There was a terrorist attack on Wednesday night outside the Capital Jewish Museum in Washington, D.C.
The attack occurred outside the Young Diplomats Reception for young Jewish professionals, hosted by the American Jewish Committee. Two staffers, Yaron Lischinsky, 30, a German-Israeli dual citizen and a devout evangelical Christian who had immigrated to Israel at the age of 16 and served in the Israel Defense Forces, and Sarah Milgrim, 26, were shot at close range. Lischinsky had just bought an engagement ring to propose to Milgrim when they got back to Jerusalem.
They were murdered. They were murdered by a man who was shouting, “Free Palestine.” Video shows the man chanting in full campus mode, “Free, free Palestine,” which, by the way, is a good indicator of what the “Free Palestine, Globalize The Intifada” movement is actually about.

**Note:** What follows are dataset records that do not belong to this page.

/// Transitions
impl OrderWorkflow {
    /// Select (or re-select) the category, the root of every other choice.
    ///
    /// Accepted from any step: clears model, offers and quantity, drops any
    /// pending request and starts a fresh model fetch.
    pub fn select_category(&mut self, category: Category) -> FetchModels {
        if let Submission::Pending(request) = self.submission {
            warn!(%request, "order submission superseded by a new category");
        }

        let request = self.next_request.bump();
        self.category = Some(category);
        self.model = None;
        self.offers.clear();
        self.offer = None;
        self.quantity = 1;
        self.submission = Submission::Idle;
        self.models.start(request);

        info!(%category, %request, "category selected");
        FetchModels { request, category }
    }

    /// Apply a model list fetch result.
    ///
    /// Returns `false` when the result belongs to a superseded request and was dropped.
    pub fn models_loaded(
        &mut self,
        request: RequestId,
        result: Result<Vec<Model>, FetchError>,
    ) -> bool {
        if !self.models.is_current(request) {
            debug!(%request, "discarding stale model list");
            return false;
        }

        match result {
            Ok(models) => {
                info!(%request, count = models.len(), "models loaded");
                self.models.fill(models);
            }
            Err(e) => {
                warn!(%request, reason = %e, "failed to load models");
                self.models.fail(format!("Failed to load models: {e}"));
            }
        }
        true
    }

    /// Select a model from the loaded list and start fetching its offers.
    ///
    /// Clears the vendor offer and resets quantity to 1.
    pub fn select_model(&mut self, model: &Model) -> Result<FetchOffers, WorkflowError> {
        self.ensure_editable()?;

        let category = self.category.ok_or(WorkflowError::NoCategory)?;
        if model.category != category {
            return Err(WorkflowError::CategoryMismatch {
                model: model.id,
                expected: category,
                found: model.category,
            });
        }
        let listed = self
            .models
            .items()
            .iter()
            .find(|m| m.id == model.id)
            .cloned()
            .ok_or(WorkflowError::ModelNotListed(model.id))?;

        let request = self.next_request.bump();
        info!(model = listed.id, name = %listed.name, %request, "model selected");

        self.model = Some(listed);
        self.offer = None;
        self.quantity = 1;
        self.offers.start(request);

        Ok(FetchOffers {
            request,
            model: model.id,
            category,
        })
    }

    pub fn select_model_id(&mut self, id: ModelId) -> Result<FetchOffers, WorkflowError> {
        let model = self
            .models
            .items()
            .iter()
            .find(|m| m.id == id)
            .cloned()
            .ok_or(WorkflowError::ModelNotListed(id))?;
        self.select_model(&model)
    }

    /// Select the first loaded model matching a search query.
    pub fn select_model_matching(&mut self, query: &str) -> Result<FetchOffers, WorkflowError> {
        let model = self
            .search_models(query)
            .first()
            .map(|m| (*m).clone())
            .ok_or_else(|| WorkflowError::NoMatchingModel(query.to_string()))?;
        self.select_model(&model)
    }

    /// Apply a vendor offer fetch result.
    ///
    /// Returns `false` when the result belongs to a superseded request and was dropped.
    pub fn offers_loaded(
        &mut self,
        request: RequestId,
        result: Result<Vec<VendorOffer>, FetchError>,
    ) -> bool {
        if !self.offers.is_current(request) {
            debug!(%request, "discarding stale offer list");
            return false;
        }

        match result {
            Ok(offers) => {
                info!(%request, count = offers.len(), "vendor offers loaded");
                self.offers.fill(offers);
            }
            Err(e) => {
                warn!(%request, reason = %e, "failed to load vendor offers");
                self.offers.fail(format!("Failed to load vendors: {e}"));
            }
        }
        true
    }

    /// Select one of the loaded vendor offers.
    ///
    /// Quantity is kept but clamped down to the offer's stock.
    pub fn select_vendor(&mut self, offer: &VendorOffer) -> Result<(), WorkflowError> {
        self.select_offer(offer.id)
    }

    pub fn select_offer(&mut self, id: OfferId) -> Result<(), WorkflowError> {
        self.ensure_editable()?;

        if self.model.is_none() {
            return Err(WorkflowError::NoModel);
        }
        let offer = self
            .offers
            .items()
            .iter()
            .find(|o| o.id == id)
            .cloned()
            .ok_or(WorkflowError::OfferNotListed(id))?;
        if !offer.in_stock() {
            return Err(WorkflowError::OutOfStock(id));
        }

        if self.quantity > offer.stock {
            debug!(
                offer = id,
                quantity = self.quantity,
                stock = offer.stock,
                "quantity clamped to stock"
            );
            self.quantity = offer.stock;
        }
        self.offer = Some(offer);

        info!(
            offer = id,
            quantity = self.quantity,
            total = %self.total_price(),
            "vendor offer selected"
        );
        Ok(())
    }

    /// Select the cheapest in-stock offer of a quality grade.
    pub fn select_grade(&mut self, grade: QualityGrade) -> Result<(), WorkflowError> {
        let id = self
            .cheapest_offer(grade)
            .map(|o| o.id)
            .ok_or(WorkflowError::NoOfferForGrade(grade))?;
        self.select_offer(id)
    }

    /// Set the quantity if it lies within `1..=max_quantity()`.
    ///
    /// Out-of-range values, and any change while the order is pending or
    /// placed, leave the quantity untouched and return `false`.
    pub fn set_quantity(&mut self, quantity: u32) -> bool {
        if let Err(e) = self.ensure_editable() {
            debug!(quantity, reason = %e, "quantity change ignored");
            return false;
        }

        let max = self.max_quantity();
        if !(1..=max).contains(&quantity) {
            debug!(quantity, max, "quantity out of range, ignored");
            return false;
        }

        self.quantity = quantity;
        debug!(quantity, total = %self.total_price(), "quantity set");
        true
    }

    pub fn increment_quantity(&mut self) -> bool {
        self.set_quantity(self.quantity.saturating_add(1))
    }

    pub fn decrement_quantity(&mut self) -> bool {
        self.set_quantity(self.quantity.saturating_sub(1))
    }

    /// Hand the current draft to the order sink.
    pub fn submit(&mut self) -> Result<SubmitOrder, WorkflowError> {
        self.ensure_editable()?;

        if self.category.is_none() {
            return Err(WorkflowError::NoCategory);
        }
        if self.model.is_none() {
            return Err(WorkflowError::NoModel);
        }
        let draft = self.draft().ok_or(WorkflowError::NoVendor)?;

        let request = self.next_request.bump();
        self.submission = Submission::Pending(request);

        info!(
            %request,
            model = draft.model_id,
            offer = draft.offer_id,
            quantity = draft.quantity,
            total = %draft.total_price,
            "submitting order"
        );
        Ok(SubmitOrder { request, draft })
    }

    /// Apply the order sink's answer.
    ///
    /// Returns `true` only if this result placed the order. On failure the
    /// draft stays as it was and the error message is kept for display.
    pub fn submission_finished(
        &mut self,
        request: RequestId,
        result: Result<OrderId, SubmitError>,
    ) -> bool {
        if self.submission != Submission::Pending(request) {
            match result {
                Ok(id) => warn!(%request, order = id, "order placed after it was abandoned"),
                Err(e) => debug!(%request, reason = %e, "discarding stale submission result"),
            }
            return false;
        }

        match (result, self.draft()) {
            (Ok(id), Some(draft)) => {
                info!(order = id, total = %draft.total_price, "order placed");
                self.submission = Submission::Placed(PlacedOrder { id, draft });
                true
            }
            (Ok(id), None) => {
                // pending submissions freeze the draft, so this cannot be reached
                warn!(order = id, "order placed without a draft");
                self.submission = Submission::Idle;
                false
            }
            (Err(e), _) => {
                warn!(%request, reason = %e, "failed to place order");
                self.submission = Submission::Failed(format!("Failed to place order: {e}"));
                false
            }
        }
    }

    /// Return to [`Step::Empty`], discarding every selection and pending request.
    pub fn reset(&mut self) {
        if let Submission::Pending(request) = self.submission {
            warn!(%request, "order submission abandoned by reset");
        }

        let next_request = self.next_request;
        *self = Self::with_quantity_cap(self.quantity_cap);
        self.next_request = next_request;

        info!("order reset");
    }

    fn ensure_editable(&self) -> Result<(), WorkflowError> {
        match &self.submission {
            Submission::Pending(_) => Err(WorkflowError::SubmissionPending),
            Submission::Placed(order) => Err(WorkflowError::AlreadyPlaced(order.id)),
            Submission::Idle | Submission::Failed(_) => Ok(()),
        }
    }
}

impl Default for OrderWorkflow {
    fn default() -> Self {
        Self::new()
    }
}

This is the pro-Palestinian cause in a nutshell that’s been happening on college campuses across America: Standing for a presumptive terror state with genocidal intentions against Jews and Israelis with the full aid in support of a compliant legacy media.
The shooter was apparently a member of a group known as the Party for Socialism and Liberation. Investigative reporter Ryan Morrow noted that the group is one of 150 pro-terrorism groups he identified as responsible for the anti-Israel protests in his Marching Towards Violence study. The shooter accused Israel of “genocide” in his manifesto.
Let’s look into this lie, because lies have consequences. According to the United Nations Convention on the Prevention and Punishment of the Crime of Genocide, “Genocide means any of the following acts committed with intent to destroy, in whole or in part, a national at the ethnical, racial, or religious group, such as killing members of the group, causing serious bodily or mental harm to members of the group, deliberately inflicting on the group conditions of life calculated to bring about its physical destruction in whole or in part, etc.”
Genocide requires intent to destroy in whole or in part an entire national group.
It simply does not apply under these circumstances. Not even close. First of all, Hamas has an obvious desire to propagate this myth. This is why Hamas was thanking the U.K., France, and Canada for helping to propagate this myth. This is why Hamas deliberately hides behind civilians. The basic logic of Hamas is that they know that the Israelis don’t want to kill civilians, which is the reason they hide behind them. The whole goal is to get as many civilians killed as possible, and then claim that Israel is purposefully killing the civilians when Israel is doing literally everything humanly possible in an urban warfare environment in which terrorists deliberately hide behind their own children, not to kill the children.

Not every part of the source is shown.